Students were questioning the usage of disposable plates, bowls, cups, and sliverware at Boozel Dining Hall on Monday.

“I was a little confused when I went to Boozel for lunch on Monday,” Brooke Griffin, freshman Emerging Technology and Multimedia major said. “I wanted to know why Boozel was not using the usual cups and plates. At first, I thought maybe they were getting new plates.”

“Disposable china was used due to mechanical issues recently with the dishwasher at Boozel Dining Hall,” Joe Balaban, Resident Director of AVI Fresh Dining Services, said.  “A sensor in the dishwasher had failed causing the machine not to work.”

Balaban said that Boozel was still able to use the red baskets due to a preplanned surplus of the baskets in the event of a dishwasher problem. According to Balaban, Boozel has over 8,000 baskets to accommodate approximately four days-worth, if needed, and with the paper liners used in the baskets, they do not need to be washed right away.
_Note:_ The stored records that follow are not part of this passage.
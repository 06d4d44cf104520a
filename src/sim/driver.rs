//! # Simulation Driver
//!
//! Advances a fleet of meter simulators in lockstep and governs how time
//! moves: following the wall clock with a fixed inter-tick period, or
//! stepping a synthetic cursor across a bounded historical window and
//! chunking the output into batches.

use std::collections::BTreeMap;
use std::path::Path;

use anyhow::{bail, Context, Result};
use chrono::{DateTime, Duration, Local};
use tracing::{info, warn};

use super::meter::MeterSimulator;
use super::{ModelError, Sample};
use crate::config::{Config, MeterConfig};
use crate::sink::PointSink;

/// Drives every meter with a shared timestamp per tick.
///
/// All models owned by one driver are cycled with the same `now`, so the
/// emitted series are timestamp-aligned across meters.
pub struct SimulationDriver<S> {
    sink: S,
    fleet: BTreeMap<String, MeterSimulator>,
    period: Duration,
    /// Per-model ticks buffered before a flush in batch mode.
    batch_ticks: usize,
}

impl<S: PointSink + Sync> SimulationDriver<S> {
    pub fn new(sink: S, period_s: u64, batch_ticks: usize) -> Self {
        Self {
            sink,
            fleet: BTreeMap::new(),
            period: Duration::seconds(period_s as i64),
            batch_ticks,
        }
    }

    /// Number of distinct meters currently simulated.
    pub fn fleet_size(&self) -> usize {
        self.fleet.len()
    }

    /// Consumes the driver and returns its sink.
    pub fn into_sink(self) -> S {
        self.sink
    }

    /// Brings the fleet in line with the latest configuration.
    ///
    /// Newly seen labels get a fresh model anchored at `epoch`; models for
    /// already-known labels keep their state untouched. Duplicate labels in
    /// the configuration collapse to one model. Returns how many models were
    /// added.
    pub fn reconcile(
        &mut self,
        meters: &[MeterConfig],
        epoch: DateTime<Local>,
    ) -> Result<usize, ModelError> {
        let mut added = 0;
        for meter in meters {
            if !self.fleet.contains_key(&meter.label) {
                self.fleet
                    .insert(meter.label.clone(), MeterSimulator::new(meter, epoch)?);
                added += 1;
            }
        }
        Ok(added)
    }

    fn cycle_fleet(&mut self, now: DateTime<Local>, buf: &mut Vec<Sample>) {
        for meter in self.fleet.values_mut() {
            buf.extend(meter.cycle(now));
        }
    }

    /// Runs forever at wall-clock cadence, flushing every tick.
    ///
    /// When `reload` names a config file it is re-read before every tick and
    /// the fleet reconciled against it, so meters added to the file show up
    /// without a restart; a file that fails to parse is logged and the
    /// previous fleet kept. Terminates only via external interruption (the
    /// entry point races this future against the shutdown signal).
    pub async fn run_realtime(&mut self, reload: Option<&Path>) -> Result<()> {
        let mut interval =
            tokio::time::interval(self.tick_period().context("invalid tick period")?);
        let mut buf = Vec::new();
        loop {
            interval.tick().await;
            let now = Local::now();

            if let Some(path) = reload {
                self.reload_fleet(path, now);
            }

            self.cycle_fleet(now, &mut buf);
            self.sink
                .write(std::mem::take(&mut buf))
                .await
                .context("flush to sink failed")?;
        }
    }

    fn tick_period(&self) -> Result<std::time::Duration> {
        if self.period <= Duration::zero() {
            bail!("tick period must be at least 1 second");
        }
        Ok(self.period.to_std()?)
    }

    /// Re-reads the config file and reconciles the fleet against it.
    ///
    /// Both reload failure modes are tolerated identically: a file that
    /// fails to parse and a file carrying an invalid meter definition are
    /// logged and the current fleet kept. Hard failure on bad parameters is
    /// reserved for startup; a live edit must not kill a running service.
    fn reload_fleet(&mut self, path: &Path, now: DateTime<Local>) {
        match Config::load(path) {
            Ok(cfg) => match self.reconcile(&cfg.electricity, now) {
                Ok(added) if added > 0 => info!(added, "registered new meters from config"),
                Ok(_) => {}
                Err(e) => warn!(error = %e, "config reload rejected, keeping current fleet"),
            },
            Err(e) => warn!(error = %e, "config reload failed, keeping current fleet"),
        }
    }

    /// Replays the window `[start, stop]`, stepping the cursor by the
    /// configured period and flushing every `batch_ticks` ticks.
    ///
    /// The first tick lands at `start + period` and the cursor is capped at
    /// `stop`, so it never exceeds the window end. Returns once the cursor
    /// reaches `stop`.
    pub async fn run_batch(
        &mut self,
        start: DateTime<Local>,
        stop: DateTime<Local>,
    ) -> Result<()> {
        if start > stop {
            bail!("batch window start {start} is after stop {stop}");
        }
        self.tick_period().context("invalid tick period")?;
        let window_s = (stop - start).num_seconds().max(1);

        let mut cursor = start;
        let mut buf = Vec::new();
        let mut pending_ticks = 0;
        while cursor < stop {
            cursor = std::cmp::min(cursor + self.period, stop);
            self.cycle_fleet(cursor, &mut buf);
            pending_ticks += 1;

            if pending_ticks == self.batch_ticks || cursor >= stop {
                self.sink
                    .write(std::mem::take(&mut buf))
                    .await
                    .context("flush to sink failed")?;
                pending_ticks = 0;

                let percent =
                    (cursor - start).num_seconds() as f64 / window_s as f64 * 100.0;
                info!(cursor = %cursor, progress_percent = percent, "batch progress");
            }
        }
        Ok(())
    }
}

#[cfg(test)]
mod tests {
    use super::*;
    use crate::sim::SampleKind;
    use async_trait::async_trait;
    use chrono::TimeZone;
    use std::sync::Mutex;

    /// Captures every flushed batch in memory.
    #[derive(Default)]
    struct RecordingSink {
        batches: Mutex<Vec<Vec<Sample>>>,
        fail: bool,
    }

    #[async_trait]
    impl PointSink for RecordingSink {
        async fn write(&self, batch: Vec<Sample>) -> Result<()> {
            if self.fail {
                bail!("sink unavailable");
            }
            self.batches.lock().unwrap().push(batch);
            Ok(())
        }
    }

    fn meter_config(label: &str) -> MeterConfig {
        MeterConfig {
            label: label.to_string(),
            f: [50.0, 0.1, 600.0],
            i: [10.0, 2.0, 100.0],
            v: [230.0, 5.0, 300.0],
            pf: [0.95, 0.05, 120.0],
            q_ind: true,
            seed: Some(11),
        }
    }

    fn t0() -> DateTime<Local> {
        Local.with_ymd_and_hms(2021, 1, 1, 0, 0, 0).unwrap()
    }

    #[test]
    fn test_duplicate_labels_collapse() {
        let mut driver = SimulationDriver::new(RecordingSink::default(), 10, 1000);
        let added = driver
            .reconcile(&[meter_config("a"), meter_config("a")], t0())
            .unwrap();
        assert_eq!(added, 1);
        assert_eq!(driver.fleet_size(), 1);
    }

    #[test]
    fn test_reconcile_keeps_known_models() {
        let mut driver = SimulationDriver::new(RecordingSink::default(), 10, 1000);
        driver.reconcile(&[meter_config("a")], t0()).unwrap();
        let added = driver
            .reconcile(&[meter_config("a"), meter_config("b")], t0())
            .unwrap();
        assert_eq!(added, 1);
        assert_eq!(driver.fleet_size(), 2);
    }

    #[tokio::test]
    async fn test_batch_produces_one_tick_per_period() {
        // 20 second window at 10 second period: ticks at :10 and :20 only.
        let mut driver = SimulationDriver::new(RecordingSink::default(), 10, 1000);
        driver.reconcile(&[meter_config("a")], t0()).unwrap();
        driver
            .run_batch(t0(), t0() + Duration::seconds(20))
            .await
            .unwrap();

        let batches = driver.sink.batches.lock().unwrap();
        assert_eq!(batches.len(), 1);
        let times: Vec<_> = batches[0]
            .iter()
            .filter(|s| s.field == "p")
            .map(|s| s.time)
            .collect();
        assert_eq!(
            times,
            vec![t0() + Duration::seconds(10), t0() + Duration::seconds(20)]
        );
    }

    #[tokio::test]
    async fn test_batch_flushes_by_tick_count() {
        // 5 ticks pending with bsize=3: one flush of 3 ticks, one of 2.
        let mut driver = SimulationDriver::new(RecordingSink::default(), 10, 3);
        driver.reconcile(&[meter_config("a")], t0()).unwrap();
        driver
            .run_batch(t0(), t0() + Duration::seconds(50))
            .await
            .unwrap();

        let batches = driver.sink.batches.lock().unwrap();
        assert_eq!(batches.len(), 2);
        assert_eq!(batches[0].len(), 3 * 25);
        assert_eq!(batches[1].len(), 2 * 25);
    }

    #[tokio::test]
    async fn test_batch_cursor_is_capped_at_window_end() {
        // 25 second window at 10 second period: final tick lands on :25.
        let stop = t0() + Duration::seconds(25);
        let mut driver = SimulationDriver::new(RecordingSink::default(), 10, 1000);
        driver.reconcile(&[meter_config("a")], t0()).unwrap();
        driver.run_batch(t0(), stop).await.unwrap();

        let batches = driver.sink.batches.lock().unwrap();
        let last_time = batches
            .iter()
            .flatten()
            .map(|s| s.time)
            .max()
            .unwrap();
        assert_eq!(last_time, stop);
    }

    #[tokio::test]
    async fn test_models_share_the_tick_timestamp() {
        let mut driver = SimulationDriver::new(RecordingSink::default(), 10, 1);
        driver
            .reconcile(&[meter_config("a"), meter_config("b")], t0())
            .unwrap();
        driver
            .run_batch(t0(), t0() + Duration::seconds(10))
            .await
            .unwrap();

        let batches = driver.sink.batches.lock().unwrap();
        assert_eq!(batches.len(), 1);
        let tick = t0() + Duration::seconds(10);
        assert!(batches[0].iter().all(|s| s.time == tick));
        assert!(batches[0].iter().any(|s| s.meter == "a"));
        assert!(batches[0].iter().any(|s| s.meter == "b"));
    }

    #[tokio::test]
    async fn test_empty_window_terminates_without_writes() {
        let mut driver = SimulationDriver::new(RecordingSink::default(), 10, 1000);
        driver.reconcile(&[meter_config("a")], t0()).unwrap();
        driver.run_batch(t0(), t0()).await.unwrap();
        assert!(driver.sink.batches.lock().unwrap().is_empty());
    }

    #[tokio::test]
    async fn test_sink_failure_aborts_the_run() {
        let sink = RecordingSink {
            fail: true,
            ..RecordingSink::default()
        };
        let mut driver = SimulationDriver::new(sink, 10, 1);
        driver.reconcile(&[meter_config("a")], t0()).unwrap();
        let result = driver.run_batch(t0(), t0() + Duration::seconds(30)).await;
        assert!(result.is_err());
    }

    #[tokio::test]
    async fn test_zero_period_errors_instead_of_panicking() {
        let mut driver = SimulationDriver::new(RecordingSink::default(), 0, 1000);
        driver.reconcile(&[meter_config("a")], t0()).unwrap();
        assert!(driver.run_realtime(None).await.is_err());
        assert!(driver
            .run_batch(t0(), t0() + Duration::seconds(30))
            .await
            .is_err());
    }

    #[test]
    fn test_reload_tolerates_bad_config_edits() {
        let path = std::env::temp_dir().join("metersim-reload-test.yaml");
        let mut driver = SimulationDriver::new(RecordingSink::default(), 10, 1000);
        driver.reconcile(&[meter_config("a")], t0()).unwrap();

        // A meter with a zero dwell parses but fails model construction;
        // the running fleet must survive the edit.
        std::fs::write(
            &path,
            r#"
influxdb:
  url: http://localhost:8086
  org: o
  token: t
  bucket: b
electricity:
  - label: broken
    f: [50.0, 0.1, 0]
    i: [10.0, 2.0, 100]
    v: [230.0, 5.0, 300]
    pf: [0.95, 0.05, 120]
    q_ind: true
"#,
        )
        .unwrap();
        driver.reload_fleet(&path, t0());
        assert_eq!(driver.fleet_size(), 1);

        // So must a file that no longer parses at all.
        std::fs::write(&path, "not: [valid").unwrap();
        driver.reload_fleet(&path, t0());
        assert_eq!(driver.fleet_size(), 1);

        // A valid edit still registers the new meter.
        std::fs::write(
            &path,
            r#"
influxdb:
  url: http://localhost:8086
  org: o
  token: t
  bucket: b
electricity:
  - label: b
    f: [50.0, 0.1, 600]
    i: [10.0, 2.0, 100]
    v: [230.0, 5.0, 300]
    pf: [0.95, 0.05, 120]
    q_ind: true
"#,
        )
        .unwrap();
        driver.reload_fleet(&path, t0());
        assert_eq!(driver.fleet_size(), 2);

        std::fs::remove_file(&path).ok();
    }

    #[tokio::test]
    async fn test_counters_survive_across_flushes() {
        let mut driver = SimulationDriver::new(RecordingSink::default(), 10, 1);
        driver.reconcile(&[meter_config("a")], t0()).unwrap();
        driver
            .run_batch(t0(), t0() + Duration::seconds(40))
            .await
            .unwrap();

        let batches = driver.sink.batches.lock().unwrap();
        let ep_imp: Vec<f64> = batches
            .iter()
            .flatten()
            .filter(|s| s.field == "ep_imp" && s.kind == SampleKind::Counter)
            .map(|s| s.value)
            .collect();
        assert_eq!(ep_imp.len(), 4);
        assert!(ep_imp.windows(2).all(|w| w[0] <= w[1]));
        assert!(ep_imp.last().unwrap() > &0.0);
    }
}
Balaban said that AVI made the decision to use all the disposable dinnerware and this did not majorly affect the dining hall, as operations continued as normal. However, Balaban said that the amount of garbage Boozel produced on Monday was doubled.

Boozel conserves energy in many ways on a typical basis, so the dishwasher malfunction on Monday did not really affect Boozel’s energy usage for the week, Balaban said. Balaban said that all food waste that Boozel produces is composted with the McKoskey center. Balaban also added that all of the hood systems are set to timers, which allow for the reduction of electricity usage.

“Additionally, being a tray-less facility reduces the usage of electricity to the dishwashing area, as well as the dishwashing machine is not continuously utilized and is able to be shut down during non-peak periods of service,” Balaban said.

Balaban emphasized that being a tray-less facility highly reduces not only the amount of electricity used at Boozel, but the amount of water as well. According to Balaban, Boozel saves over 3,500 gallons of water per week by being tray-less. Also, being tray-less helps Boozel chemically, Balaban said.

The floor scrubbers help Boozel conserve water too, Balaban said. According to Balaban, the floor scrubbers recycle water, as opposed to using a mop that does not.